*Stored items:*
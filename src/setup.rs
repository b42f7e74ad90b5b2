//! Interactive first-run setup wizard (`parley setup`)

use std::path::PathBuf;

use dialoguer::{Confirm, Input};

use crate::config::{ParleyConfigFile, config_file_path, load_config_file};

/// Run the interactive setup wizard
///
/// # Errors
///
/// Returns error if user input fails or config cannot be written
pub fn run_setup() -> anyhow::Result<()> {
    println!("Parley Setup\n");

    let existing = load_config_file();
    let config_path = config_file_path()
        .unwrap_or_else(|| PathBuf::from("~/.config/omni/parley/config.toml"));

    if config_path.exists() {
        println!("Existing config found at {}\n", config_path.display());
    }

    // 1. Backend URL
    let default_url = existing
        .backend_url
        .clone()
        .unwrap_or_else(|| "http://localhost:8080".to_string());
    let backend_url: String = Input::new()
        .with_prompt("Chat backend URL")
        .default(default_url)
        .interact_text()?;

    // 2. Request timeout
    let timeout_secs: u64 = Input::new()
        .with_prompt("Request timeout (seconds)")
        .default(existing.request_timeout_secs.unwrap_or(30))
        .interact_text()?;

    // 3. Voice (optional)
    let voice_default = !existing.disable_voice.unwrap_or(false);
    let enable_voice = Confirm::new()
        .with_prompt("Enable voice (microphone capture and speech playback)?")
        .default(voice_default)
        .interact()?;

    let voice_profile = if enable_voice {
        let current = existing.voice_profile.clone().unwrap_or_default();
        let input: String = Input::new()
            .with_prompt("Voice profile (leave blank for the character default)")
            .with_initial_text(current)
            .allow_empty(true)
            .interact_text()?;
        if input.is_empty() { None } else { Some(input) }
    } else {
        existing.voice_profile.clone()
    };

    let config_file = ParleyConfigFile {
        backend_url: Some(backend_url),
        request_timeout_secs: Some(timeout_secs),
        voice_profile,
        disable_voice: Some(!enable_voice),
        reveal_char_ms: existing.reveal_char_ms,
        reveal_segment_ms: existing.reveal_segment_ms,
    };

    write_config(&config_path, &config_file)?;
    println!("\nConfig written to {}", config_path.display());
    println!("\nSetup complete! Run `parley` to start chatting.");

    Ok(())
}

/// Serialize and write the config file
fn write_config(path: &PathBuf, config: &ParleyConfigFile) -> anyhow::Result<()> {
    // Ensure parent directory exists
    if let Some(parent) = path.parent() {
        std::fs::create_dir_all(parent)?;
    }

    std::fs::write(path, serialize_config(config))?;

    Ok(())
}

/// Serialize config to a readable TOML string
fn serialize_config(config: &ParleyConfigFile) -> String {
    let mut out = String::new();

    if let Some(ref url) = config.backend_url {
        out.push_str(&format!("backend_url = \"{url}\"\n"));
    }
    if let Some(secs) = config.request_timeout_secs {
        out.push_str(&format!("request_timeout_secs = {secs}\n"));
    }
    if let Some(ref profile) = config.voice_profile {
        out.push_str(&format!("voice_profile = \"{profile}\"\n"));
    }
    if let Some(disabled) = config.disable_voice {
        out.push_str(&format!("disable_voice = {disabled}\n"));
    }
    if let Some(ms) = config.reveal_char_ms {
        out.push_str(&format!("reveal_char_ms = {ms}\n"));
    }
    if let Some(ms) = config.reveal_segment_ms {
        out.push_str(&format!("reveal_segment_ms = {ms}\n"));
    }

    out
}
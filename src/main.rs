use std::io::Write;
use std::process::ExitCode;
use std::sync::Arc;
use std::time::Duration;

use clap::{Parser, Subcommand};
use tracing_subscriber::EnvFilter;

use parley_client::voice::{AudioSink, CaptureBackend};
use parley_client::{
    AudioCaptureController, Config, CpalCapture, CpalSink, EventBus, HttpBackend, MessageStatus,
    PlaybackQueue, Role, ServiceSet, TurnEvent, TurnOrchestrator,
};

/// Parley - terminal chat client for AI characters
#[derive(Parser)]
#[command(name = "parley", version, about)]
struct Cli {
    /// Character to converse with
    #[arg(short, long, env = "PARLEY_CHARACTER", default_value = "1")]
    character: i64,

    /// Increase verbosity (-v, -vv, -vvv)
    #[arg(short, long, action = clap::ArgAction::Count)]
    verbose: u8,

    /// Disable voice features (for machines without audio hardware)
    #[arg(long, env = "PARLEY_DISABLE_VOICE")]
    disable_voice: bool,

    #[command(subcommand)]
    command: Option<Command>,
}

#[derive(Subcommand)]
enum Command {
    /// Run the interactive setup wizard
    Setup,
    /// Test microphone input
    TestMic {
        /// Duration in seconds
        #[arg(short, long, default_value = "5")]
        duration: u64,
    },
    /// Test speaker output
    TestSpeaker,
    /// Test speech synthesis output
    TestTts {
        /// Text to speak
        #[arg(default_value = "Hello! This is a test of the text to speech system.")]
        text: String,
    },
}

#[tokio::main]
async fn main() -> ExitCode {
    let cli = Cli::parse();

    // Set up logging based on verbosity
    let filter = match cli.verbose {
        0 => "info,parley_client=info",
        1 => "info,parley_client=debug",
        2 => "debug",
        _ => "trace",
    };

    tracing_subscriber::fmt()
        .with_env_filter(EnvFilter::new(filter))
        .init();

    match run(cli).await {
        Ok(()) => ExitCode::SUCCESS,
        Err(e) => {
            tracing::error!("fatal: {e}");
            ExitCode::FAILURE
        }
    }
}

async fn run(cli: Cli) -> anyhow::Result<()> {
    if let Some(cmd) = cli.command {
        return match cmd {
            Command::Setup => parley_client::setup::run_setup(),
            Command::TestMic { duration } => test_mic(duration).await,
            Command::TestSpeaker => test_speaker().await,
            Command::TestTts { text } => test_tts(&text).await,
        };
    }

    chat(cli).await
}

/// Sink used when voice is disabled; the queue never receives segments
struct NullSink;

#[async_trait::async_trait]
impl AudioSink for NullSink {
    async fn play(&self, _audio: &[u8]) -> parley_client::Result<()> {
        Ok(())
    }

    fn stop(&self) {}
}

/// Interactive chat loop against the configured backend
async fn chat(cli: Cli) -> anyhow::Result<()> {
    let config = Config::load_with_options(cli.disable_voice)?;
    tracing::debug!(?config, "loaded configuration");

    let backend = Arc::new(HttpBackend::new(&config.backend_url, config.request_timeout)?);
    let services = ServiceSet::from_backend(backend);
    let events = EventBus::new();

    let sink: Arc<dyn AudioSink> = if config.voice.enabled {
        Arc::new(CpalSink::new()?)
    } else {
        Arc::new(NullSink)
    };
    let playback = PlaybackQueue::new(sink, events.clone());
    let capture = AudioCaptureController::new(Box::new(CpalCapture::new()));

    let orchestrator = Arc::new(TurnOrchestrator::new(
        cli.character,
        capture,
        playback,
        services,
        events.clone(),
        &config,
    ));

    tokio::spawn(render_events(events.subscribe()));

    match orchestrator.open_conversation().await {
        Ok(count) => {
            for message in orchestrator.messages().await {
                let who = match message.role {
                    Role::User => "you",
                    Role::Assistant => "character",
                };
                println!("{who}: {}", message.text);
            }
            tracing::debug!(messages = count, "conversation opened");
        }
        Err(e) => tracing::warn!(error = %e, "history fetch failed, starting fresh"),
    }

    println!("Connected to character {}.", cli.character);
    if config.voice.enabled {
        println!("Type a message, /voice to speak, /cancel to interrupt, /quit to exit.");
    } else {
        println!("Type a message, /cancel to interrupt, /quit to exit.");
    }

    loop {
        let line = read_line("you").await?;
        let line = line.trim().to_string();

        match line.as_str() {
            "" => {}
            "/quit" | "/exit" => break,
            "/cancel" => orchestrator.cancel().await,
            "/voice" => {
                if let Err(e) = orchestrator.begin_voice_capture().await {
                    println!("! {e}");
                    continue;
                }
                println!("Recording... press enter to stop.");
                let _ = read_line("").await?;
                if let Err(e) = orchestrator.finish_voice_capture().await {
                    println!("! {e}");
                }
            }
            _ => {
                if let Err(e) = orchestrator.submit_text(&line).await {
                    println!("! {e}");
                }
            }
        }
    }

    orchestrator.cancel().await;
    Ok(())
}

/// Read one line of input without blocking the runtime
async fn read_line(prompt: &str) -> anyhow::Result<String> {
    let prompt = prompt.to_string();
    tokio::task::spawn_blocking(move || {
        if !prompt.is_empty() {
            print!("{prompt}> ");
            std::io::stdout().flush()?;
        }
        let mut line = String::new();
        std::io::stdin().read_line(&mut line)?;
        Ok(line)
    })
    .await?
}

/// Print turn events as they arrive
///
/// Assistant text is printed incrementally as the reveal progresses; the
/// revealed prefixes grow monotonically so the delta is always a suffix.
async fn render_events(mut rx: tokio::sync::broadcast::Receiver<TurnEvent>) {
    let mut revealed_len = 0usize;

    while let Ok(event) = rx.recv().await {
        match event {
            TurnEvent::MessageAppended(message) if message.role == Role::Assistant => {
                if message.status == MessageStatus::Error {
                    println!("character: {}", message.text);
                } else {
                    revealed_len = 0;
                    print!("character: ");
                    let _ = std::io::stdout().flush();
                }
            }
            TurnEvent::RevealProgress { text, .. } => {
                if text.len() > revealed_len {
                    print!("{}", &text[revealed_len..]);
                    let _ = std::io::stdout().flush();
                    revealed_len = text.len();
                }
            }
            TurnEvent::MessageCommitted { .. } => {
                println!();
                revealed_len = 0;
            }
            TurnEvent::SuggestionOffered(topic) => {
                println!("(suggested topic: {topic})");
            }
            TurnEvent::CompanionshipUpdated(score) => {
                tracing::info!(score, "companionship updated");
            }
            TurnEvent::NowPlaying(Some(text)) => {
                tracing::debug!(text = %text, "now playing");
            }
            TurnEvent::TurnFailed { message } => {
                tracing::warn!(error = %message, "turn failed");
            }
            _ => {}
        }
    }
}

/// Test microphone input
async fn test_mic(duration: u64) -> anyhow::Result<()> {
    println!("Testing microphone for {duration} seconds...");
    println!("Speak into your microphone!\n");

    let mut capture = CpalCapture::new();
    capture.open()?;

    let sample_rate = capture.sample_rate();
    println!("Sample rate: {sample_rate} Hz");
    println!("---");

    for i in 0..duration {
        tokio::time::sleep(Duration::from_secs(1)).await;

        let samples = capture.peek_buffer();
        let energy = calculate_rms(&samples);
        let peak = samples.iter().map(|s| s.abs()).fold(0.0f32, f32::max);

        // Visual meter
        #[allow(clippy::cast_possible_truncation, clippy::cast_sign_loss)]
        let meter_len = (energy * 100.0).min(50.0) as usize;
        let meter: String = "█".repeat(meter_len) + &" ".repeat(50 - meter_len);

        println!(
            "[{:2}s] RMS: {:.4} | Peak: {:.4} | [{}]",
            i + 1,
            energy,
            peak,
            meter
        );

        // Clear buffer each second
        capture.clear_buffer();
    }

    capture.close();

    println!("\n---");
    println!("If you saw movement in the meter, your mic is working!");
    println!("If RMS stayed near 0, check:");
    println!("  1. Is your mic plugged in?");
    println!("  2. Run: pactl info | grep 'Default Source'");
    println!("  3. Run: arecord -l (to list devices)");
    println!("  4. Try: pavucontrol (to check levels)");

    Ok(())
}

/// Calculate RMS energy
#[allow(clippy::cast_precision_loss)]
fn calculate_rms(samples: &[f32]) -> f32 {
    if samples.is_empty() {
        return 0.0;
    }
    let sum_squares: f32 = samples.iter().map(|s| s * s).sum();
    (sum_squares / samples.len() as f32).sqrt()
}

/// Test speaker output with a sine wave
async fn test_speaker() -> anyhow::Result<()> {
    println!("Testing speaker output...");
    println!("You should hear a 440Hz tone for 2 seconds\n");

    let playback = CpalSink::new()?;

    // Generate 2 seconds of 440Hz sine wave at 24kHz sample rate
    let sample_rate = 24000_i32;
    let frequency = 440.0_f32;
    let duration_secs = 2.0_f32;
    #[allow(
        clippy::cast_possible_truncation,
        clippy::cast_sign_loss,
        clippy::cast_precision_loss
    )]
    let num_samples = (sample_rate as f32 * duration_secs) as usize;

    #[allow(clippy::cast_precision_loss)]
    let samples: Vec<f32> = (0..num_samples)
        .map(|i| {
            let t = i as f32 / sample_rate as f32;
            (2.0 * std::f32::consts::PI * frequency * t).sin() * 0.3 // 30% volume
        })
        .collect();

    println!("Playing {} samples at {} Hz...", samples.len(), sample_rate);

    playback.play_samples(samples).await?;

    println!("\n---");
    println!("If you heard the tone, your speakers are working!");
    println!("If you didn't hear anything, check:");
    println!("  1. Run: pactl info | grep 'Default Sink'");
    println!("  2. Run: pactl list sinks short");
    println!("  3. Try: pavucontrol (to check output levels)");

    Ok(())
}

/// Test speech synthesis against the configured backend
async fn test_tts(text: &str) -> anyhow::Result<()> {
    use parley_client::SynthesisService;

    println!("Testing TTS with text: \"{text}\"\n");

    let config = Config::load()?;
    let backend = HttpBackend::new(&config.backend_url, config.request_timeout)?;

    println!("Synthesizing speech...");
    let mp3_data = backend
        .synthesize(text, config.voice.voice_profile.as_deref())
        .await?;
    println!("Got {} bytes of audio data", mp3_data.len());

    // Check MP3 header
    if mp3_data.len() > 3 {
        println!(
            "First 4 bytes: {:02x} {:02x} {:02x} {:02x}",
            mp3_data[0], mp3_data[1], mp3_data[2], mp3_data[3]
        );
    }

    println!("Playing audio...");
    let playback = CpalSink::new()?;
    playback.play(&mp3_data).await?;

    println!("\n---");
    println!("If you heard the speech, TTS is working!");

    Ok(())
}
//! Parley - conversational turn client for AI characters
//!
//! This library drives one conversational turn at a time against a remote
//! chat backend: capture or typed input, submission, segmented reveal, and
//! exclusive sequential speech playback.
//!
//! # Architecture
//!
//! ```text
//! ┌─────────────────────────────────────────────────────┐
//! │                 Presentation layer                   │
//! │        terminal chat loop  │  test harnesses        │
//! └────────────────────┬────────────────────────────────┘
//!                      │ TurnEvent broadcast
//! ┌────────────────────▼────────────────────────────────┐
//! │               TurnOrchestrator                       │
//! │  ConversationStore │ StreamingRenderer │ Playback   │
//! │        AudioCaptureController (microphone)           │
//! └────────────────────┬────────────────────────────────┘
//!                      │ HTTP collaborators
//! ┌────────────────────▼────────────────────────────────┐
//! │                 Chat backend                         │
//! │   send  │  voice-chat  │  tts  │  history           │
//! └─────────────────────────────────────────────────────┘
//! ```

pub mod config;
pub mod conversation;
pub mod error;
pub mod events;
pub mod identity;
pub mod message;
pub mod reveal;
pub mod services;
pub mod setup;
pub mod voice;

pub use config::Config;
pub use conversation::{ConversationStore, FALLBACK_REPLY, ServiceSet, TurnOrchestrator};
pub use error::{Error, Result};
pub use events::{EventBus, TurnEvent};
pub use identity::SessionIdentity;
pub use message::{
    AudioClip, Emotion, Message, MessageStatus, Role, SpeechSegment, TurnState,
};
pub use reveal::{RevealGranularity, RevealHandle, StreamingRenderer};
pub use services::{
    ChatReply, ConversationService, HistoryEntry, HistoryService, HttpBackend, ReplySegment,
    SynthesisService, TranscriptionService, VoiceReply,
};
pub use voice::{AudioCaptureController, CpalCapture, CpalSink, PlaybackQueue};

*Assignment:* Whenever a line of the data includes "stop", copy that line.

*Expected answer:*
    fn stop(&self) {}
                println!("Recording... press enter to stop.");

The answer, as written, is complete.